6.5 Why Capability Matrix?

Agent handoffs fail when inputs/outputs mismatch. The capability matrix prevents this by:

Compile-time validation — check source "produces" → target "accepts" before dispatch
Dependency checking — verify all "requires" artifacts exist
Constraint enforcement — block handoff if constraints not satisfied

This turns agent orchestration into a type-checked workflow instead of ad-hoc task passing.

6.6 Why .local.md for Settings?

Settings need to be:

User-specific — different users have different API keys, paths
Never committed — .local.md is gitignored to prevent secrets leakage
Overrideable at runtime — env vars override .local.md for CI/CD

The merge order (plugin.json → .local.md → env vars) ensures defaults exist but users can customize.

7. Integration Points

7.1 With Memory Systems

Memory plugins use hooks to auto-recall context at SessionStart and auto-link memories at PostToolUse. The hook reads from a vector database (Qdrant) and injects results into the system message.

# SessionStart hook (pseudo-code)
query = extract_entities(user_prompt)
memories = qdrant.search(query, limit=5)
inject_content = format_memories(memories)
output = {"decision": "inject", "inject_content": inject_content}

7.2 With Governance Systems

Governance plugins use PreToolUse hooks to enforce approval gates. Example: block external communication tools until user approves.

# PreToolUse hook for external communication gate
if tool_name == "gmail_send" and not approved(session_id, output_hash):
    output = {"decision": "block", "message": "Requires approval"}
else:
    output = {"decision": "allow"}

7.3 With Multi-Agent Orchestration

Orchestrator plugins use commands to dispatch agents via Task tool. The conductor plugin demonstrates this:

# In /conduct command
tier = classify_tier(description)
workflow = load_workflow_template(tier)
for step in workflow:
    agent = capability_matrix.get_agent(step.task_type)
    Task(subagent_type=agent, prompt=step.prompt, description=step.name)

7.4 With MCP Servers

MCP servers provide tools that plugins can hook into. Example: a GitHub MCP server provides mcp__github__create_pr. A governance plugin hooks PreToolUse to validate PR descriptions meet standards.

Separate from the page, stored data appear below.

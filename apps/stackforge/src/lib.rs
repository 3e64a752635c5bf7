//! # stackforge
//!
//! The installer around the deterministic planner - THE BINARY.
//!
//! - `store`: deployment config and management credentials on disk,
//!   secret generation
//! - `cluster`: the orchestrator as a trait (`docker` CLI, in-memory)
//! - `provision`: idempotent networks, volumes and named configs
//! - `backend`: direct CLI deploy, management API deploy, fallback
//! - `readiness`: bounded replica polling
//! - `installer`: the per-run orchestrator
//! - `cli`: clap commands
//!
//! ## Architectural Constraints
//!
//! - Everything async, networked, process-spawning or random lives here;
//!   `stackforge-core` stays pure
//! - Errors local to one stack never abort a run

// =============================================================================
// MODULES
// =============================================================================

pub mod backend;
pub mod cli;
pub mod cluster;
pub mod error;
pub mod installer;
pub mod management;
pub mod provision;
pub mod readiness;
pub mod settings;
pub mod store;

// =============================================================================
// RE-EXPORTS
// =============================================================================

pub use backend::{ApiBackend, CliBackend, DeployBackend, FallbackBackend};
pub use cluster::{Cluster, DockerCli, MemoryCluster, ServiceReplicas};
pub use error::DeployError;
pub use installer::{InstallOptions, Installer, RunSummary};
pub use management::ManagementClient;
pub use provision::{ProvisionOutcome, Provisioned, Provisioner};
pub use readiness::ReadinessChecker;
pub use settings::{BackendMode, Settings, StackType, StateDir};
pub use store::{
    ConfigStore, CredentialStore, JsonFileStore, ManagementCredentials, MemoryStore, SecretStore,
};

7.5 With State Persistence

Plugins persist state in JSON files (e.g., conductor-state.json). PostToolUse hooks validate state against schemas:

# PostToolUse hook after Write/Edit
if file_path.endswith("conductor-state.json"):
    schema = load_schema("schemas/conductor-state.schema.json")
    state = json.loads(file_content)
    errors = validate(state, schema)
    if errors:
        output = {"decision": "block", "message": f"Schema errors: {errors}"}
    else:
        output = {"decision": "allow"}

7.6 With External APIs

Plugins can call external APIs from hook scripts. Example: a compliance plugin calls NIST API to fetch latest controls, then updates skill reference files.

# SessionStart hook
latest_controls = fetch_nist_controls()
update_file("skills/compliance/references/controls.yaml", latest_controls)
output = {"decision": "allow"}

Summary

The Claude Code plugin ecosystem enables production-grade AI systems through:

Lifecycle hooks for event-driven behavior injection
Skills for reusable knowledge with reference data
Agents with defined capabilities and routing logic
Commands for workflow orchestration beyond chat
MCP integration for external data and API access
Settings management for user-specific configuration

All of this with zero build system — just markdown, YAML, JSON, and executable hooks. Edit, reload, run.